Sub-theme 33: Digital Biographies: How Algorithms Travel across Time and Space

Luciana D’Adderio
University of Edinburgh, United Kingdom
Vern L. Glaser
Alberta School of Business, Canada
Marleen Huysman
Vrije Universiteit Amsterdam, The Netherlands

Call for Papers

In this sub-theme we invite scholars to consider how digital artifacts (including – but not exclusively – artificial intelligence and data-driven technologies) emerge and evolve as they travel across sites and over time with fundamental consequences for practitioners, practices and organisations. Algorithms and other digital technologies are becoming widespread features of contemporary organizing, bearing profound consequences that we do not yet fully understand. This has led scholars to call for the urgent development of theory, methods and case studies that enable a better understanding of how algorithms can “alter work and organizational realities” (Faraj et al., 2018: 67).
Organizational research on the effects of digital technologies has so far highlighted the positive potential of algorithmic tools to provide organizations with affordances that facilitate value creation by automating structured and repetitive work (Davenport, 2018) and reshaping organizational culture (Fountaine et al., 2019; Leonardi & Neeley, 2022; Schildt, 2020). Other scholars have focused on the dark side of these technologies, including how they enable management to control workers (Kellogg et al., 2020), establish formal and inflexible rules that strip away values-based means of working through social challenges (Lindebaum et al., 2019, 2022), and provide corporations with the ability to manipulate individuals (Cameron, 2021; Cameron & Rahman, 2022) in ways that perpetuate power asymmetries (Curchod et al., 2020; Zuboff, 2022).
Despite this recent progress, however, we are still lacking the ability to capture empirically and theorize the generative and diverse possibilities digital technologies afford organizations (Raisch & Krakowski, 2021; von Krogh, 2018) while exploring their complex and often invisible (albeit often powerful) influence on organizations and organizing such as the provision of services (Aristidou & Barrett, 2018), collaboration between actors such as users and designers, professionals or across teams (Bailey & Barley, 2019; Karunakaran, 2022; Sergeeva et al., 2017; Waardenburg & Huysman, 2022), testing (Marres & Stark, 2020), the production and consumption of knowledge (Monteiro, 2022; Steele, 2016), and the development of ethical AI systems (Floridi et al., 2018; Martin, 2019).
In this sub-theme we invite scholars to engage with one or more aspects of the biographical framework (as illustrated in Glaser et al., 2021, and discussed in Monteiro et al., 2022), to develop a more nuanced and powerful understandings of how algorithms, and more broadly digital technologies, are reshaping organizational life while enabling deeper explanations for the nature of algorithms and their effects. Specifically, we welcome rich, qualitative studies as well as theoretical, conceptual contributions capturing the influence of digital/algorithmic technologies on a range of organizational topics, including: processes of organizational decision-making and generativity; the spread of theories and technologies and their logics; the dynamics of organizational practices, processes and routines, and many more.
Key questions are as follows:

  • How do digital technologies/algorithms emerge and evolve as they travel across space and over time? With what consequences for people, practices and organizations?

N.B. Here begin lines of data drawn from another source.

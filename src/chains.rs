use crate::residues::ResidueExt;
use nalgebra as na;
use pdbtbx::*;

/// Extensions to the chains from `pdbtbx`
pub trait ChainExt {
    /// One-letter sequence of the chain's polymer residues.
    /// Waters and other hetero residues are skipped.
    fn pdb_seq(&self) -> Vec<&str>;

    /// Mean position of all atoms in the chain.
    fn centroid(&self) -> na::Vector3<f64>;
}

impl ChainExt for Chain {
    fn pdb_seq(&self) -> Vec<&str> {
        self.residues().filter_map(|res| res.resn()).collect()
    }

    fn centroid(&self) -> na::Vector3<f64> {
        let mut sum = na::Vector3::zeros();
        let mut n_atoms = 0usize;
        for atom in self.atoms() {
            let (x, y, z) = atom.pos();
            sum += na::Vector3::new(x, y, z);
            n_atoms += 1;
        }
        if n_atoms == 0 {
            sum
        } else {
            sum / n_atoms as f64
        }
    }
}
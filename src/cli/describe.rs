use crate::cli::log_pdb_warnings;
use clap::Parser;
use pdbsketch::{
    chain_summary, first_residue, get_sequences, load_model, write_df_to_file, DataFrameFileType,
};
use std::path::{Path, PathBuf};
use tracing::{debug, error, trace};

#[derive(Parser, Debug, Clone)]
#[command(version, about)]
pub(crate) struct Args {
    /// Path to the PDB or mmCIF file(s) to be analyzed
    input: Vec<PathBuf>,

    /// Optional directory for saving the per-chain summary tables
    #[arg(short, long)]
    output: Option<PathBuf>,

    /// Output file type
    #[arg(short = 't', long, default_value_t = DataFrameFileType::Csv)]
    output_format: DataFrameFileType,
}

pub(crate) fn run(args: &Args) {
    trace!("{args:?}");

    for f in &args.input {
        // Make sure `input` exists
        let input_path = match Path::new(f).canonicalize() {
            Ok(path) => path,
            Err(e) => {
                error!("Failed to retrieve input file {}: {}", f.display(), e);
                continue;
            }
        };
        let input_file: String = input_path.to_str().unwrap().parse().unwrap();

        // Load file as complex structure
        let (pdb, pdb_warnings) = match load_model(&input_file) {
            Ok(res) => res,
            Err(errs) => {
                for e in &errs {
                    error!("{e}");
                }
                continue;
            }
        };
        log_pdb_warnings(&pdb_warnings);

        for (chain_id, seq) in get_sequences(&pdb) {
            debug!("Chain {chain_id}: {seq}");
            if let Some(res) = first_residue(&pdb, &chain_id) {
                debug!(
                    "Chain {chain_id} starts at {} {}",
                    res.name().unwrap_or("?"),
                    res.serial_number()
                );
            }
        }

        let mut df = chain_summary(&pdb);
        println!("File: {input_file}");
        println!("{df}");

        // Save one table per input file, named after its stem
        if let Some(outdir) = &args.output {
            let _ = std::fs::create_dir_all(outdir);
            let stem = input_path.file_stem().unwrap().to_str().unwrap();
            let output_file = outdir.join(format!("{stem}_chains"));
            write_df_to_file(&mut df, &output_file, args.output_format);
            debug!("Saved chain summary to {}", output_file.display());
        }
    }
}

#[cfg(test)]
mod tests {
    use super::*;

    #[test]
    fn run_covers_chain_peek_and_writes_summary() {
        let root = env!("CARGO_MANIFEST_DIR");
        let outdir = std::env::temp_dir().join("pdbsketch_describe_test");
        let args = Args {
            input: vec![PathBuf::from(format!("{root}/test-data/two_chain.pdb"))],
            output: Some(outdir.clone()),
            output_format: DataFrameFileType::Csv,
        };

        run(&args);

        let written = outdir.join("two_chain_chains.csv");
        let contents = std::fs::read_to_string(&written).unwrap();
        assert!(contents.starts_with("model,chain,residues,atoms"));
        let _ = std::fs::remove_dir_all(outdir);
    }
}
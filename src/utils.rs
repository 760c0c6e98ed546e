use pdbtbx::*;
use polars::prelude::*;
use std::path::Path;

/// Open an atomic data file with [`pdbtbx::ReadOptions`].
///
/// Both PDB and mmCIF files are accepted; the format is guessed from the
/// file extension. Parsing is done at [`StrictnessLevel::Loose`] so that
/// slightly malformed records produce warnings instead of hard failures,
/// and only atomic coordinates are kept. Solvent and other hetero residues
/// are retained because the statistics and plotting routines report on them.
///
/// # Arguments
///
/// * `input_file` - Path to the structure file
///
/// # Returns
///
/// The parsed structure together with any non-fatal parse warnings, or the
/// list of errors if the file could not be read at all.
pub fn load_model(input_file: &str) -> Result<(PDB, Vec<PDBError>), Vec<PDBError>> {
    pdbtbx::ReadOptions::default()
        .set_only_atomic_coords(true)
        .set_level(pdbtbx::StrictnessLevel::Loose)
        .read(input_file)
}

/// Write a DataFrame to a file, with the extension set from the file type
pub fn write_df_to_file(df: &mut DataFrame, file_path: &Path, file_type: DataFrameFileType) {
    let file_suffix = file_type.to_string();
    let mut file = std::fs::File::create(file_path.with_extension(file_suffix)).unwrap();
    match file_type {
        DataFrameFileType::Csv => {
            CsvWriter::new(&mut file).finish(df).unwrap();
        }
        DataFrameFileType::Parquet => {
            ParquetWriter::new(&mut file).finish(df).unwrap();
        }
        DataFrameFileType::Json => {
            JsonWriter::new(&mut file)
                .with_json_format(JsonFormat::Json)
                .finish(df)
                .unwrap();
        }
        DataFrameFileType::NDJson => {
            JsonWriter::new(&mut file)
                .with_json_format(JsonFormat::JsonLines)
                .finish(df)
                .unwrap();
        }
    }
}

/// File format for writing DataFrames.
#[derive(clap::ValueEnum, Clone, Debug, Copy)]
pub enum DataFrameFileType {
    /// Comma-separated values
    Csv,
    /// Parquet columnar storage
    Parquet,
    /// Standard JSON
    Json,
    /// Newline-delimited JSON
    NDJson,
}

impl std::fmt::Display for DataFrameFileType {
    fn fmt(&self, f: &mut std::fmt::Formatter) -> std::fmt::Result {
        match self {
            DataFrameFileType::Csv => write!(f, "csv"),
            DataFrameFileType::Parquet => write!(f, "parquet"),
            DataFrameFileType::Json => write!(f, "json"),
            DataFrameFileType::NDJson => write!(f, "ndjson"),
        }
    }
}

#[cfg(test)]
pub(crate) mod tests {
    use super::*;

    /// Load the two-protein-chain fixture with a zinc ion and waters.
    pub(crate) fn load_test_model() -> PDB {
        let root = env!("CARGO_MANIFEST_DIR");
        let path = format!("{}/{}", root, "test-data/two_chain.pdb");
        let (pdb, _) = load_model(&path).unwrap();
        pdb
    }

    #[test]
    fn loads_all_chains_and_atoms() {
        let pdb = load_test_model();

        assert_eq!(pdb.chain_count(), 3);
        assert_eq!(pdb.residue_count(), 9);
        // 9 backbone atoms in A, 4 in B plus the zinc, 3 waters in W
        assert_eq!(pdb.atom_count(), 17);
    }

    #[test]
    fn keeps_hetero_residues_on_load() {
        let pdb = load_test_model();

        let names: Vec<_> = pdb
            .residues()
            .filter_map(|res| res.name())
            .map(|n| n.to_string())
            .collect();
        assert!(names.iter().any(|n| n == "ZN"));
        assert!(names.iter().any(|n| n == "HOH"));
    }

    #[test]
    fn mmcif_input_matches_pdb_counts() {
        let root = env!("CARGO_MANIFEST_DIR");
        let path = format!("{}/{}", root, "test-data/two_chain.cif");
        let (pdb, _) = load_model(&path).unwrap();

        assert_eq!(pdb.chain_count(), 3);
        assert_eq!(pdb.residue_count(), 9);
        assert_eq!(pdb.atom_count(), 17);

        let names: Vec<_> = pdb
            .residues()
            .filter_map(|res| res.name())
            .map(|n| n.to_string())
            .collect();
        assert!(names.iter().any(|n| n == "ZN"));
        assert!(names.iter().any(|n| n == "HOH"));
    }

    #[test]
    fn missing_file_is_an_error() {
        let result = load_model("test-data/no_such_file.pdb");
        assert!(result.is_err());
    }

    #[test]
    fn df_file_type_extensions() {
        assert_eq!(DataFrameFileType::Csv.to_string(), "csv");
        assert_eq!(DataFrameFileType::Parquet.to_string(), "parquet");
        assert_eq!(DataFrameFileType::Json.to_string(), "json");
        assert_eq!(DataFrameFileType::NDJson.to_string(), "ndjson");
    }

    #[test]
    fn writes_csv_output() {
        let mut df = df!(
            "chain" => ["A", "B"],
            "atoms" => [9u32, 5u32],
        )
        .unwrap();

        let out = std::env::temp_dir().join("pdbsketch_utils_test");
        write_df_to_file(&mut df, &out, DataFrameFileType::Csv);

        let written = out.with_extension("csv");
        let contents = std::fs::read_to_string(&written).unwrap();
        assert!(contents.starts_with("chain,atoms"));
        let _ = std::fs::remove_file(written);
    }
}
#![warn(missing_docs)]
#![doc = include_str!("../README.md")]

//! # Pdbsketch Library
//!
//! This library provides descriptive statistics and simple static plots for
//! macromolecular structure models in PDB and mmCIF files. It can summarize
//! the chain/residue/atom hierarchy, list non-standard residues, count
//! waters, and render a multi-panel 3D/2D scatter figure of atomic
//! positions.
//!
//! Tabular results are returned as Polars DataFrames, which can be printed
//! directly or written to CSV, Parquet and JSON files.

mod chains;
mod plot;
mod residues;
mod summary;
mod utils;

// Re-export key public types
pub use chains::ChainExt;
pub use plot::render_projections;
pub use residues::ResidueExt;
pub use summary::{chain_summary, first_residue, hetero_residues, water_count};
pub use utils::{load_model, write_df_to_file, DataFrameFileType};

use pdbtbx::*;
use std::collections::HashMap;

/// Get sequences of all chains in a PDB structure.
///
/// # Arguments
///
/// * `pdb` - Reference to a PDB structure
///
/// # Returns
///
/// A `HashMap` mapping chain IDs to their sequences as strings.
///
/// # Example
///
/// ```no_run
/// use pdbsketch::{load_model, get_sequences};
///
/// let (pdb, _errors) = load_model("path/to/structure.pdb").unwrap();
/// let sequences = get_sequences(&pdb);
/// for (chain_id, seq) in sequences {
///     println!("Chain {}: {}", chain_id, seq);
/// }
/// ```
pub fn get_sequences(pdb: &PDB) -> HashMap<String, String> {
    pdb.chains()
        .map(|chain| (chain.id().to_string(), chain.pdb_seq().join("")))
        .collect()
}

  • How do the biographies of digital technologies shape the production and consumption of knowledge?

  • How do digital technologies/algorithms move across organizations and sectors (e.g., finance, health)? What is the role of context in shaping digital technologies and algorithms (and vice versa)?

  • How are values, principles, goals and assumptions inscribed into digital technologies/algorithms at the design stage or incorporated over time? How do they affect practitioners, practices and organizations?

  • How do digital technologies/algorithms shape organizational processes, practices and routines?

  • How do they reconfigure decision making processes and affect power dynamics?

  • How do they affect creative and generative organizational processes?

  • How do digital technologies/algorithms relate to institutions and institutional change?

  • How do they transform occupational knowledge, tasks, skills, cultures and expertise?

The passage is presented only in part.